Microsoft still has one layer left for potential appeal, to the President of the European Court of Justice, but there has never been a case where that Court suspended a remedy agreed by the Court of First Instance while it thought through its own conclusion. And Microsoft has agreed that in January it will make a version of Windows available in Europe without Media Player.

The €497m (now worth $650m) fine has already been paid by Microsoft and the other issues, those about making server interface information public, will also be complied with over the coming weeks, where they have not been already.

Microsoft has not so much lost its appeal against the anti-trust remedies, as it has lost the request that the remedies should be delayed until the appeal can be heard. It is generally accepted that it could take as long as five years for the appeal to be heard, and the status quo in the meantime is normally that the order to enact all remedies should be in place from when it is made. Microsoft had argued this would cause it irreparable harm and asked for the remedies to be suspended until the appeal could be heard. It is this request which has failed.

This is one rare case where US law should have punished Microsoft more forcefully and it was left to Europe to ensure that some form of market parity was achieved. Most observers that were cited in the US press in the days after the Court gave its verdict, were the wrong observers, with each of them echoed a resounding “So what?”

By wrong observers, we mean that US financial analysts (not known for their long term view or long term memory) and US technology assessment firms, were those asked for an opinion. It’s a pity that no-one asked an anti-trust lawyer.

The difference this made for IBM when it fell foul of the same laws back in 1980, was that IBM had a permanent watchful eye over it in the form of its “business practices” group, that was designed as a reaction to the US Justice Department case. Its role was to ignore commercial reality in other departments and rather ensure that no further infringements of anti-trust law occurred within IBM. The department’s effect was corrosive and no-one we ever spoke to at IBM in those days ever had a kind word for the mysterious and all-powerful department.

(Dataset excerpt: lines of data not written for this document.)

// tokpeg. Token-stream PEG parsing
// Copyright (c) 2018 Dragoș Tiselice
//
// Licensed under the Apache License, Version 2.0
// <LICENSE-APACHE or http://www.apache.org/licenses/LICENSE-2.0> or the MIT
// license <LICENSE-MIT or http://opensource.org/licenses/MIT>, at your
// option. All files in the project carrying such notice may not be copied,
// modified, or distributed except according to those terms.

#[doc(hidden)]
#[macro_export]
macro_rules! consumes_to {
    ( $nodes:expr, [] ) => {
        if let Some(node) = $nodes.next() {
            panic!(
                "expected no more nodes but found {} ({}, {})",
                node.name(),
                node.from_index(),
                node.to_index()
            );
        }
    };
    ( $nodes:expr, [ $name:ident ( $start:expr, $end:expr )
                     $( , $names:ident $calls:tt )* $(,)* ] ) => {
        {
            let expected = format!("expected {} ({}, {})", stringify!($name), $start, $end);
            let node = $nodes
                .next()
                .unwrap_or_else(|| panic!("{} but found nothing", expected));

            if node.name() != stringify!($name)
                || node.from_index() != $start
                || node.to_index() != $end
            {
                panic!(
                    "{} but found {} ({}, {})",
                    expected,
                    node.name(),
                    node.from_index(),
                    node.to_index()
                );
            }
        }

        $crate::consumes_to!($nodes, [ $( $names $calls ),* ]);
    };
    ( $nodes:expr, [ $name:ident ( $start:expr, $end:expr,
                     [ $( $nested_names:ident $nested_calls:tt ),* $(,)* ] )
                     $( , $names:ident $calls:tt )* $(,)* ] ) => {
        {
            let expected = format!("expected {} ({}, {})", stringify!($name), $start, $end);
            let node = $nodes
                .next()
                .unwrap_or_else(|| panic!("{} but found nothing", expected));

            if node.name() != stringify!($name)
                || node.from_index() != $start
                || node.to_index() != $end
            {
                panic!(
                    "{} but found {} ({}, {})",
                    expected,
                    node.name(),
                    node.from_index(),
                    node.to_index()
                );
            }

            let mut children = node.children().iter();
            $crate::consumes_to!(children, [ $( $nested_names $nested_calls ),* ]);
        }

        $crate::consumes_to!($nodes, [ $( $names $calls ),* ]);
    };
}

/// Asserts that `input`, lexed by the parser's lexer, parses with `rule` into the given tree.
///
/// Nodes are written `name(from, to)`, or `name(from, to, [children])` to also check their
/// children. Indices are token indices; children left out of a node are not checked.
///
/// ```
/// # use tokpeg::generic::{EOF, IDENTIFIER};
/// # use tokpeg::{Lexer, LexerError, Token};
/// # use tokpeg_meta::{and, GrammarBuilder};
/// # use tokpeg_vm::{parses_to, Parser};
/// # struct Words;
/// # impl Lexer for Words {
/// #     fn lex_with_uri(&self, source: &str, _: Option<&str>) -> Result<Vec<Token>, LexerError> {
/// #         let mut tokens: Vec<_> =
/// #             source.split_whitespace().map(|w| Token::new(IDENTIFIER, w)).collect();
/// #         tokens.push(Token::new(EOF, "EOF"));
/// #         Ok(tokens)
/// #     }
/// # }
/// let mut g = GrammarBuilder::new();
/// let pair = g.rule("pair");
/// g.define(pair).is(and!(IDENTIFIER, "=", IDENTIFIER, EOF)).unwrap();
/// g.set_root(pair);
/// let parser = Parser::builder(g.build().unwrap()).with_lexer(Words).build();
///
/// parses_to! {
///     parser: parser,
///     input: "a = b",
///     rule: "pair",
///     tree: [
///         pair(0, 4, [
///             IDENTIFIER(0, 1),
///             IDENTIFIER(1, 2),
///             IDENTIFIER(2, 3),
///             EOF(3, 4)
///         ])
///     ]
/// };
/// ```
#[macro_export]
macro_rules! parses_to {
    ( parser: $parser:expr, input: $string:expr, rule: $rule:expr,
      tree: [ $( $names:ident $calls:tt ),* $(,)* ] ) => {

        #[allow(unused_mut)]
        {
            let parser = &$parser;
            let node = match parser.parse_rule_str($rule, $string) {
                Ok(node) => node,
                Err(error) => panic!("expected a successful parse but failed with\n{}", error),
            };
            let mut nodes = ::std::iter::once(&node);

            $crate::consumes_to!(nodes, [ $( $names $calls ),* ]);
        }
    };
}

/// Asserts that `input` is rejected by `rule`, with the furthest failure expecting `expected`
/// (in EBNF form) at token `index`.
#[macro_export]
macro_rules! fails_with {
    ( parser: $parser:expr, input: $string:expr, rule: $rule:expr,
      expected: $expected:expr, index: $index:expr ) => {
        {
            let parser = &$parser;
            let error = match parser.parse_rule_str($rule, $string) {
                Ok(node) => panic!("expected a failure but parsed {}", node),
                Err(error) => error,
            };
            let report = match error.report() {
                Some(report) => report,
                None => panic!("expected a recognition error but found: {}", error),
            };

            assert_eq!(report.expected(), $expected);
            assert_eq!(report.index(), $index);
        }
    };
}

We would expect a similar division of voices now to occur within Microsoft. On one shoulder will be the standard attitudes of Microsoft saying: “Let’s tie this new piece of software into the operating system for free,” and on the other shoulder will be the anti-trust voice saying: “What and get another half a billion dollar fine?”

And there's the rub...

And that, in a nutshell is what Microsoft now has to deal with. Put yourself in its place. Can Microsoft engineer a way into any new markets without relying on “tying” software to its operating system. And if it can enter new markets in this way, what is the cost of entering them fairly? Another misstep will cost Microsoft dearly, and a second case might well break all previous records in terms of fines and further remedies.

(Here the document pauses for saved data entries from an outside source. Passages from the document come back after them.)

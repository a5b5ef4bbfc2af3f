// tokpeg. Token-stream PEG parsing
// Copyright (c) 2018 Dragoș Tiselice
//
// Licensed under the Apache License, Version 2.0
// <LICENSE-APACHE or http://www.apache.org/licenses/LICENSE-2.0> or the MIT
// license <LICENSE-MIT or http://opensource.org/licenses/MIT>, at your
// option. All files in the project carrying such notice may not be copied,
// modified, or distributed except according to those terms.

/// Number of tokens shown on each side of the failure in source excerpts.
pub const SOURCE_CODE_TOKENS_WINDOW: usize = 30;

/// Per-parser options.
///
/// ```
/// # use tokpeg_vm::ParserConfig;
/// let config = ParserConfig::default()
///     .with_extended_stack_trace(true)
///     .with_source_window(5);
///
/// assert!(config.memoization);
/// assert_eq!(config.source_window, 5);
/// ```
#[derive(Clone, Copy, Debug, Eq, PartialEq)]
pub struct ParserConfig {
    /// Cache results per (matcher, position) so that backtracking stays linear.
    pub memoization: bool,
    /// Record the chain of rules active at the furthest failure.
    pub extended_stack_trace: bool,
    /// Include an excerpt of the tokens around the failure in reports.
    pub display_source_code: bool,
    /// Tokens shown on each side of the failure in the excerpt.
    pub source_window: usize,
}

impl Default for ParserConfig {
    fn default() -> Self {
        Self {
            memoization: true,
            extended_stack_trace: false,
            display_source_code: true,
            source_window: SOURCE_CODE_TOKENS_WINDOW,
        }
    }
}

impl ParserConfig {
    pub fn with_memoization(mut self, memoization: bool) -> Self {
        self.memoization = memoization;
        self
    }

    pub fn with_extended_stack_trace(mut self, extended_stack_trace: bool) -> Self {
        self.extended_stack_trace = extended_stack_trace;
        self
    }

    pub fn with_source_code(mut self, display_source_code: bool) -> Self {
        self.display_source_code = display_source_code;
        self
    }

    pub fn with_source_window(mut self, source_window: usize) -> Self {
        self.source_window = source_window;
        self
    }
}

One way that Microsoft will experience this is that the Commission decision always saw a need for a “monitoring mechanism.” The Commission said last week that it is discussing monitoring with Microsoft on the basis of a proposal sent to it by the company, on how to deal with logistics of monitoring.

The Monitoring Trustee will have to have both Microsoft (or ex-Microsoft) and non-Microsoft, technically competent staff on board, because its role is to oversee that Microsoft's interface disclosures are complete and accurate, and that the two versions of Windows are equivalent in terms of performance.

Almost certainly this needs to be a standing, semi-permanent group that explores from time to time the Microsoft offerings to check that no new interface hurdles have been placed in the way of competitors and that nothing new has been bundled that should not have been, especially in Europe.

And such a standing group will always have a willing ear at the European Commission for any more skullduggery.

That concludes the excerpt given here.